The correlation coefficient between the dpulse value and the respective product yield was −0.36–0.08, indicating a lack of correlation between the two variables. In the dpulse range of 1.0–2.6 nm, YC1–C8 was higher than YC9–C15. These results were similar to those of the Pt-loaded catalysts with a size of less than 4.6 nm (Table 4 and Figure 2). The product yield was independent of the CPt/CMA value in the range of 0.0005 to 0.0018 (not shown in figure). These results suggested that the cracking reaction was dominant compared to the dehydrogenation/hydrogenation reaction on the Pt sites (within the specified particle range), leading to an excessive cracking reaction.
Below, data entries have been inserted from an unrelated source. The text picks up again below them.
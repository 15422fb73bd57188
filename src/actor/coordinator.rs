//! Service - wires up the engine.
//!
//! # Responsibility
//!
//! `Service` is a thin orchestrator that:
//! - Builds the shared store, index, cache and bus
//! - Subscribes the dispatcher and the lifecycle handler to their topics
//! - Runs the initial sweep and starts every thread
//!
//! Compilation logic lives in `cache/`, invalidation in `sweep.rs`.
//!
//! # Architecture
//!
//! ```text
//! store ──events──► notify thread ──► sweep thread ──COMPILE──► dispatcher ──► workers
//!   │                                     ▲                        ▲
//!   └──group nodes──► lifecycle ──CREATED─┘ (watch)   COMPILE_ALL ─┘ (register_compiler)
//! ```

use std::sync::{Arc, Weak};
use std::thread::JoinHandle;
use std::time::Duration;

use anyhow::{Context, Result};
use crossbeam::channel::{self, Sender};

use super::dispatch::BackgroundCompiler;
use super::lifecycle::GroupLifecycle;
use super::messages::SweepFilter;
use super::sweep::InvalidationScheduler;
use crate::bus::{BusEvent, EventBus, Subscription, Topic};
use crate::cache::CompileCache;
use crate::compiler::{Compiler, CompilerRegistry, Processors};
use crate::config::EngineConfig;
use crate::error::StoreError;
use crate::inventory::InventoryIndex;
use crate::store::{ContentStore, Observation};
use crate::{debug, log};

/// The running engine.
pub struct Service {
    config: Arc<EngineConfig>,
    store: Arc<dyn ContentStore>,
    bus: EventBus,
    inventory: Arc<InventoryIndex>,
    cache: Arc<CompileCache>,
    dispatcher: Arc<BackgroundCompiler>,
    scheduler: Arc<InvalidationScheduler>,
    lifecycle: Arc<GroupLifecycle>,
    _subscriptions: Vec<Subscription>,
    observation: Option<Observation>,
    /// Dropping it stops every thread
    shutdown_tx: Option<Sender<()>>,
    handles: Vec<JoinHandle<()>>,
}

impl Service {
    pub fn new(
        config: Arc<EngineConfig>,
        store: Arc<dyn ContentStore>,
        registry: Arc<CompilerRegistry>,
    ) -> Self {
        Self::with_processors(config, store, registry, Arc::new(Processors::new()))
    }

    pub fn with_processors(
        config: Arc<EngineConfig>,
        store: Arc<dyn ContentStore>,
        registry: Arc<CompilerRegistry>,
        processors: Arc<Processors>,
    ) -> Self {
        let bus = EventBus::new();
        let inventory = Arc::new(InventoryIndex::new(Arc::clone(&store)));
        let cache = Arc::new(
            CompileCache::new(
                Arc::clone(&store),
                registry,
                Arc::clone(&inventory),
                config.cache.group_root.clone(),
            )
            .with_processors(processors),
        );
        let dispatcher = Arc::new(BackgroundCompiler::new(
            Arc::clone(&cache),
            Arc::clone(&inventory),
            Arc::clone(&store),
        ));
        let scheduler = Arc::new(InvalidationScheduler::new(
            Arc::clone(&store),
            Arc::clone(&inventory),
            bus.clone(),
            Arc::clone(&config),
        ));
        let lifecycle = Arc::new(GroupLifecycle::new(
            Arc::clone(&store),
            Arc::clone(&inventory),
            Arc::clone(&scheduler),
            bus.clone(),
        ));

        let subscriptions = vec![
            subscribe(&bus, &[Topic::Compile, Topic::CompileAll], &dispatcher, |d, e| {
                d.handle(e)
            }),
            subscribe(&bus, &[Topic::Created, Topic::Deleted], &lifecycle, |l, e| {
                l.handle(e)
            }),
        ];

        Self {
            config,
            store,
            bus,
            inventory,
            cache,
            dispatcher,
            scheduler,
            lifecycle,
            _subscriptions: subscriptions,
            observation: None,
            shutdown_tx: None,
            handles: Vec::new(),
        }
    }

    /// Index the groups, run the first sweep and start all threads.
    pub fn start(&mut self) -> Result<()> {
        if self.shutdown_tx.is_some() {
            return Ok(());
        }

        // the store may come up later; the timer sweep catches up then
        match self.inventory.load_all() {
            Ok(count) => log!("serve"; "{} group(s) indexed", count),
            Err(e) => log!("error"; "cannot index groups: {}", e),
        }
        if let Err(e) = self.scheduler.sweep(&SweepFilter::All) {
            log!("error"; "initial sweep failed: {}", e);
        }

        self.observation = Some(
            self.lifecycle
                .observe()
                .context("cannot observe group creation")?,
        );

        let (shutdown_tx, shutdown_rx) = channel::bounded::<()>(0);
        let workers = self.config.scheduler.workers;
        self.handles.extend(
            self.dispatcher
                .spawn(workers, shutdown_rx.clone())
                .context("cannot start compile workers")?,
        );
        self.handles.extend(
            self.scheduler
                .spawn(shutdown_rx.clone())
                .context("cannot start sweep threads")?,
        );
        self.handles.push(
            self.lifecycle
                .spawn(shutdown_rx)
                .context("cannot start lifecycle thread")?,
        );
        self.shutdown_tx = Some(shutdown_tx);

        log!(
            "serve";
            "{} worker(s), sweeping every {:?}",
            workers,
            self.config.scheduler.period()
        );
        Ok(())
    }

    /// Stop every thread and wait for them. In-flight compiles finish first.
    pub fn shutdown(&mut self) {
        if self.shutdown_tx.take().is_none() {
            return;
        }
        self.observation = None;
        for handle in self.handles.drain(..) {
            if handle.join().is_err() {
                log!("error"; "a worker thread panicked");
            }
        }
        debug!("serve"; "stopped");
    }

    pub fn is_running(&self) -> bool {
        self.shutdown_tx.is_some()
    }

    // =========================================================================
    // Operations
    // =========================================================================

    /// Add or replace a compiler. Anything but a pass-through invalidates
    /// every group.
    pub fn register_compiler(&self, compiler: Arc<dyn Compiler>) {
        let passthrough = compiler.is_passthrough();
        log!("compile"; "compiler {} registered", compiler.name());
        self.cache.registry().register(compiler);
        if !passthrough {
            self.bus.publish(BusEvent::CompileAll);
        }
    }

    pub fn unregister_compiler(&self, name: &str) -> bool {
        self.cache.registry().unregister(name)
    }

    /// Sweep every group now, outside the timer.
    pub fn sweep_now(&self) -> Result<Vec<String>, StoreError> {
        self.scheduler.sweep(&SweepFilter::All)
    }

    /// Wait until the compile queue drains. Returns whether it did.
    pub fn wait_idle(&self, timeout: Duration) -> bool {
        self.dispatcher.wait_idle_timeout(timeout)
    }

    // =========================================================================
    // Accessors
    // =========================================================================

    pub fn config(&self) -> &Arc<EngineConfig> {
        &self.config
    }

    pub fn store(&self) -> &Arc<dyn ContentStore> {
        &self.store
    }

    pub fn bus(&self) -> &EventBus {
        &self.bus
    }

    pub fn inventory(&self) -> &Arc<InventoryIndex> {
        &self.inventory
    }

    pub fn cache(&self) -> &Arc<CompileCache> {
        &self.cache
    }

    pub fn dispatcher(&self) -> &Arc<BackgroundCompiler> {
        &self.dispatcher
    }

    pub fn scheduler(&self) -> &Arc<InvalidationScheduler> {
        &self.scheduler
    }
}

impl Drop for Service {
    fn drop(&mut self) {
        self.shutdown();
    }
}

/// Subscribe a handler holding only a weak reference to its target.
fn subscribe<T: Send + Sync + 'static>(
    bus: &EventBus,
    topics: &[Topic],
    target: &Arc<T>,
    handle: fn(&T, &BusEvent),
) -> Subscription {
    let target: Weak<T> = Arc::downgrade(target);
    bus.subscribe_with(topics, move |event| {
        if let Some(target) = target.upgrade() {
            handle(&target, event);
        }
    })
}
//! Command-line interface definitions.

use clap::{ColorChoice, Parser, Subcommand};
use std::path::PathBuf;

/// Compile-and-cache engine for script and stylesheet sources
#[derive(Parser, Debug, Clone)]
#[command(version, about, long_about = None, arg_required_else_help = true)]
pub struct Cli {
    /// Control colored output (auto, always, never)
    #[arg(long, global = true, default_value = "auto")]
    pub color: ColorChoice,

    /// Config file path (default: webresource.toml)
    #[arg(
        short = 'C',
        long,
        global = true,
        default_value = "webresource.toml",
        value_hint = clap::ValueHint::FilePath
    )]
    pub config: PathBuf,

    /// Store directory (overrides `[store].root`)
    #[arg(short, long, global = true, value_hint = clap::ValueHint::DirPath)]
    pub store: Option<PathBuf>,

    /// Print debug output
    #[arg(short, long, global = true)]
    pub verbose: bool,

    /// subcommands
    #[command(subcommand)]
    pub command: Commands,
}

/// Available subcommands
#[derive(Subcommand, Debug, Clone)]
pub enum Commands {
    /// Keep every group compiled: periodic sweeps, subtree watches, workers
    #[command(visible_alias = "s")]
    Serve {
        /// Worker threads (overrides `[scheduler].workers`)
        #[arg(short, long)]
        workers: Option<usize>,
    },

    /// Compile one source and print the artifact
    #[command(visible_alias = "c")]
    Compile {
        /// Store path of the source, e.g. /apps/site/main.coffee
        path: String,
    },

    /// Compile a group and print its artifact paths
    #[command(visible_alias = "g")]
    Group {
        /// Group name
        name: String,

        /// List member artifacts instead of consolidated outputs
        #[arg(long)]
        split: bool,
    },

    /// Run one sweep and compile whatever changed
    Sweep,
}

#[cfg(test)]
mod tests {
    use super::*;

    #[test]
    fn test_parse_group_command() {
        let cli = Cli::parse_from(["webresource", "-v", "group", "site", "--split"]);
        assert!(cli.verbose);
        assert_eq!(cli.config, PathBuf::from("webresource.toml"));
        assert!(matches!(
            cli.command,
            Commands::Group { ref name, split: true } if name == "site"
        ));
    }

    #[test]
    fn test_global_args_after_subcommand() {
        let cli = Cli::parse_from(["webresource", "serve", "-C", "etc/wr.toml", "-w", "8"]);
        assert_eq!(cli.config, PathBuf::from("etc/wr.toml"));
        assert!(matches!(cli.command, Commands::Serve { workers: Some(8) }));
    }

    #[test]
    fn test_cli_definition() {
        use clap::CommandFactory;
        Cli::command().debug_assert();
    }
}
//! Compile cache engine.
//!
//! Turns sources into artifacts at resolved cache paths, reusing an artifact
//! for as long as it is not older than its source.
//!
//! # Module Structure
//!
//! - `lock` - Per-path reentrant lock table
//! - `consolidate` - Ordered concatenation of a group's artifacts
//!
//! # Single flight
//!
//! ```text
//! select compiler ─► resolve path ─► lock(path) ─► fresh? ── yes ─► reuse
//!                                                   │
//!                                                   no ─► compile ─► post-process ─► write
//! ```
//!
//! The freshness check and the write happen under the same path lock, so at
//! most one compile is in flight per cache path. Callers that queued behind
//! it find the fresh artifact and return without compiling.

mod consolidate;
mod lock;

pub use lock::{PathGuard, PathLockTable};

use std::collections::BTreeMap;
use std::sync::Arc;
use std::time::SystemTime;

use rayon::prelude::*;

use crate::compiler::{CompileOptions, CompilerRegistry, Processors, SourceDescriptor};
use crate::error::{CacheError, StoreError};
use crate::freshness::is_fresh;
use crate::group::Group;
use crate::inventory::InventoryIndex;
use crate::path::{PathResolver, extension};
use crate::store::{ContentStore, InventorySummary};
use crate::{debug, log};

/// A compiled artifact in the store.
#[derive(Debug, Clone, PartialEq, Eq)]
pub struct ArtifactRef {
    pub path: String,
    pub modified: SystemTime,
    /// Whether this call produced the artifact (as opposed to reusing it).
    pub compiled: bool,
}

/// Result of compiling every member of a group.
#[derive(Debug, Clone, Default, PartialEq, Eq)]
pub struct GroupOutput {
    /// Output extension → member artifact paths, in inventory order.
    pub artifacts: BTreeMap<String, Vec<String>>,
    /// Output extension → consolidated artifact, when consolidation ran.
    pub consolidated: BTreeMap<String, String>,
    /// Members no compiler accepted.
    pub skipped: Vec<String>,
}

impl GroupOutput {
    /// Extension → paths: the consolidated artifact alone when consolidated,
    /// the member artifacts otherwise.
    pub fn paths(&self) -> BTreeMap<String, Vec<String>> {
        if self.consolidated.is_empty() {
            return self.artifacts.clone();
        }
        self.consolidated
            .iter()
            .map(|(ext, path)| (ext.clone(), vec![path.clone()]))
            .collect()
    }

    pub fn summary(&self) -> InventorySummary {
        InventorySummary {
            artifacts: self.artifacts.clone(),
            consolidated: self.consolidated.clone(),
        }
    }
}

/// The compile cache engine.
pub struct CompileCache {
    store: Arc<dyn ContentStore>,
    registry: Arc<CompilerRegistry>,
    processors: Arc<Processors>,
    inventory: Arc<InventoryIndex>,
    resolver: PathResolver,
    locks: PathLockTable,
}

impl CompileCache {
    pub fn new(
        store: Arc<dyn ContentStore>,
        registry: Arc<CompilerRegistry>,
        inventory: Arc<InventoryIndex>,
        group_root: impl Into<String>,
    ) -> Self {
        Self {
            store,
            registry,
            processors: Arc::new(Processors::new()),
            inventory,
            resolver: PathResolver::new(group_root),
            locks: PathLockTable::new(),
        }
    }

    pub fn with_processors(mut self, processors: Arc<Processors>) -> Self {
        self.processors = processors;
        self
    }

    pub fn registry(&self) -> &Arc<CompilerRegistry> {
        &self.registry
    }

    pub fn processors(&self) -> &Arc<Processors> {
        &self.processors
    }

    pub fn resolver(&self) -> &PathResolver {
        &self.resolver
    }

    pub fn locks(&self) -> &PathLockTable {
        &self.locks
    }

    // =========================================================================
    // Single artifacts
    // =========================================================================

    /// Fresh artifact for `source`, compiling it if needed.
    pub fn artifact(&self, source: &str, group: Option<&Group>) -> Result<ArtifactRef, CacheError> {
        let descriptor = SourceDescriptor::new(source);
        let compiler = self.registry.select(&descriptor)?;
        let target = self.resolver.resolve(source, group, compiler.as_ref());

        let _guard = self.locks.acquire(&target);

        let source_modified = self
            .store
            .modified(source)?
            .ok_or_else(|| StoreError::NotFound(source.to_string()))?;
        if let Some(modified) = self.store.modified(&target)?
            && is_fresh(Some(modified), source_modified)
        {
            debug!("cache"; "fresh: {}", target);
            return Ok(ArtifactRef {
                path: target,
                modified,
                compiled: false,
            });
        }

        let bytes = self.store.read(source)?;
        let options = CompileOptions::for_source(
            source,
            group.and_then(|g| g.options_for(compiler.name())),
        );
        let output = compiler
            .compile(&bytes, &options)
            .and_then(|compiled| self.processors.post_compile(&descriptor, compiled))
            .map_err(|e| CacheError::compile(source, e))?;
        let modified = self.store.write(&target, &output).map_err(|e| {
            CacheError::compile(
                source,
                anyhow::Error::new(e).context(format!("failed to write `{target}`")),
            )
        })?;

        debug!("compile"; "{} -> {} ({})", source, target, compiler.name());
        Ok(ArtifactRef {
            path: target,
            modified,
            compiled: true,
        })
    }

    /// Path of the fresh ungrouped artifact for `source`.
    pub fn compiled_path(&self, source: &str) -> Result<String, CacheError> {
        self.artifact(source, None).map(|artifact| artifact.path)
    }

    /// Bytes of the fresh ungrouped artifact for `source`.
    pub fn compiled_bytes(&self, source: &str) -> Result<Vec<u8>, CacheError> {
        let artifact = self.artifact(source, None)?;
        Ok(self.store.read(&artifact.path)?)
    }

    // =========================================================================
    // Groups
    // =========================================================================

    /// Compile every member of a group, then consolidate per extension if asked.
    ///
    /// Members are compiled in parallel; results keep inventory order. A member
    /// no compiler accepts is logged and skipped. Any other failure fails the
    /// group, leaving artifacts already written in place.
    pub fn compile_group(
        &self,
        group: &Group,
        consolidate: bool,
    ) -> Result<GroupOutput, CacheError> {
        let results: Vec<_> = group
            .members
            .par_iter()
            .map(|source| (source, self.artifact(source, Some(group))))
            .collect();

        let mut output = GroupOutput::default();
        for (source, result) in results {
            match result {
                Ok(artifact) => {
                    let ext = extension(&artifact.path).unwrap_or_default().to_string();
                    output.artifacts.entry(ext).or_default().push(artifact.path);
                }
                Err(e) if e.is_compiler_not_found() => {
                    log!("cache"; "{}: {}, skipped", group.name, e);
                    output.skipped.push(source.clone());
                }
                Err(e) => return Err(e),
            }
        }

        if consolidate {
            for (ext, members) in &output.artifacts {
                let path = self.consolidate(group, ext, members)?;
                output.consolidated.insert(ext.clone(), path);
            }
        }

        Ok(output)
    }

    /// Extension → artifact paths for the named group.
    pub fn group_paths(
        &self,
        name: &str,
        consolidate: bool,
    ) -> Result<BTreeMap<String, Vec<String>>, CacheError> {
        let group = self.inventory.load_group(name)?;
        Ok(self.compile_group(&group, consolidate)?.paths())
    }

    /// Extension → consolidated bytes for the named group.
    pub fn compiled_group(&self, name: &str) -> Result<BTreeMap<String, Vec<u8>>, CacheError> {
        let group = self.inventory.load_group(name)?;
        let output = self.compile_group(&group, true)?;
        output
            .consolidated
            .into_iter()
            .map(|(ext, path)| -> Result<_, CacheError> { Ok((ext, self.store.read(&path)?)) })
            .collect()
    }
}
Figure 5. Effect of dpulse on product yield in the hydrocracking reaction over Pt-loaded BEA28 catalysts. Entries 10 and 17–20, Pt content: 0.02 wt. %, ■ YC1–C8; ○: YC9–C15; ▲: YC16+.
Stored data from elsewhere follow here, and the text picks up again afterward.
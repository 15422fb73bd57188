//! webresource - compile-and-cache engine for a path-addressed content store.

mod cli;

use std::io::Write;
use std::sync::Arc;

use anyhow::{Context, Result, bail};
use clap::{ColorChoice, Parser};
use cli::{Cli, Commands};
use webresource::config::find_config_file;
use webresource::inventory::InventoryIndex;
use webresource::{
    CompileCache, CompilerRegistry, ContentStore, EngineConfig, FsStore, Service, log, logger,
};

fn main() -> Result<()> {
    let cli = Cli::parse();

    // Set global color override based on CLI option
    match cli.color {
        ColorChoice::Always => owo_colors::set_override(true),
        ColorChoice::Never => owo_colors::set_override(false),
        ColorChoice::Auto => {} // owo-colors auto-detects TTY
    }
    logger::set_verbose(cli.verbose);

    let config = load_config(&cli)?;
    let store: Arc<dyn ContentStore> = Arc::new(
        FsStore::open(&config.store.root)
            .with_context(|| format!("cannot open store at {}", config.store.root.display()))?,
    );
    let registry = Arc::new(CompilerRegistry::with_passthrough());

    match &cli.command {
        Commands::Serve { .. } => serve(config, store, registry),
        Commands::Compile { path } => compile(&config, store, registry, path),
        Commands::Group { name, split } => group(&config, store, registry, name, *split),
        Commands::Sweep => sweep(config, store, registry),
    }
}

/// Locate and load the config, then apply command-line overrides.
fn load_config(cli: &Cli) -> Result<EngineConfig> {
    let path = find_config_file(&cli.config).unwrap_or_else(|| cli.config.clone());
    let mut config = EngineConfig::load(&path)?;

    if let Some(store) = &cli.store {
        config.store.root = store.clone();
    }
    match cli.command {
        Commands::Serve {
            workers: Some(workers),
        } => {
            if workers == 0 {
                bail!("--workers must be at least 1");
            }
            config.scheduler.workers = workers;
        }
        // one-shot commands never need subtree subscriptions
        Commands::Sweep | Commands::Compile { .. } | Commands::Group { .. } => {
            config.scheduler.watch = false;
        }
        Commands::Serve { workers: None } => {}
    }
    Ok(config)
}

fn new_cache(
    config: &EngineConfig,
    store: Arc<dyn ContentStore>,
    registry: Arc<CompilerRegistry>,
) -> (Arc<InventoryIndex>, CompileCache) {
    let inventory = Arc::new(InventoryIndex::new(Arc::clone(&store)));
    let cache = CompileCache::new(
        store,
        registry,
        Arc::clone(&inventory),
        config.cache.group_root.clone(),
    );
    (inventory, cache)
}

// =============================================================================
// Commands
// =============================================================================

fn serve(
    config: EngineConfig,
    store: Arc<dyn ContentStore>,
    registry: Arc<CompilerRegistry>,
) -> Result<()> {
    let (shutdown_tx, shutdown_rx) = crossbeam::channel::bounded::<()>(1);
    ctrlc::set_handler(move || {
        let _ = shutdown_tx.try_send(());
    })
    .map_err(|e| anyhow::anyhow!("failed to set Ctrl+C handler: {}", e))?;

    let mut service = Service::new(Arc::new(config), store, registry);
    service.start()?;
    log!("serve"; "running, press Ctrl+C to stop");

    let _ = shutdown_rx.recv();
    log!("serve"; "shutting down...");
    service.shutdown();
    Ok(())
}

fn compile(
    config: &EngineConfig,
    store: Arc<dyn ContentStore>,
    registry: Arc<CompilerRegistry>,
    path: &str,
) -> Result<()> {
    let (_, cache) = new_cache(config, store, registry);
    match cache.compiled_bytes(path) {
        Ok(bytes) => {
            let mut out = std::io::stdout().lock();
            out.write_all(&bytes)?;
            out.flush()?;
            Ok(())
        }
        Err(e) => {
            println!("{}", e.placeholder());
            Err(e.into())
        }
    }
}

fn group(
    config: &EngineConfig,
    store: Arc<dyn ContentStore>,
    registry: Arc<CompilerRegistry>,
    name: &str,
    split: bool,
) -> Result<()> {
    let (inventory, cache) = new_cache(config, store, registry);
    inventory.load_all()?;
    for (ext, paths) in cache.group_paths(name, !split)? {
        for path in paths {
            println!("{ext}\t{path}");
        }
    }
    Ok(())
}

fn sweep(
    config: EngineConfig,
    store: Arc<dyn ContentStore>,
    registry: Arc<CompilerRegistry>,
) -> Result<()> {
    let service = Service::new(Arc::new(config), store, registry);
    service.inventory().load_all()?;

    let changed = service.sweep_now()?;
    let compiled = service.dispatcher().run_pending();
    log!("sweep"; "{} group(s) changed, {} job(s) run", changed.len(), compiled);
    Ok(())
}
Figure 5. Effect of dpulse on product yield in the hydrocracking reaction over Pt-loaded BEA28 catalysts. Entries 10 and 17–20, Pt content: 0.02 wt. %, ■ YC1–C8; ○: YC9–C15; ▲: YC16+.
Catalysts 05 01983 g005
We previously reported that a high jet fuel yield was obtained using a Pt particle size of 7.6 nm; in contrast, decreasing the Pt particle size to 2.3 nm increased YC1–C8, whose values exceeded those of YC9–C15 [22]. Supported Pt particles consist of atoms at different positions, namely the plane, edge, and corner. The ratio of the number of Pt atoms contributing to each position to those contributing only to the surface of a Pt particle was dependent on the particle size [29]. For the hydrocracking of 2-methylpentane, it was suggested that the Pt(111) terrace was the least reactive while the Pt(119) site was the most active cracking surface among the four types of Pt single-crystal surfaces ((111), (557), (119), and (311)) [30]. Increasing the Pt particle size to 6 nm, the ratio of Pt atoms for plane to those for surface increased rapidly, with the effect gradually leveling off as Pt particle size exceeds 6 nm [22]. In this study, when the particle size was less than 2.6 nm, the ratio of Pt atoms consisting of planes to the total Pt atoms was very low. Increasing the Pt particle size to 2.6 nm, the excess cracking reaction was inhibited by a decrease in the Pt sites, which contributes to the edge position such as Pt(119). Therefore, YC9–C15 was lower than YC1–C8.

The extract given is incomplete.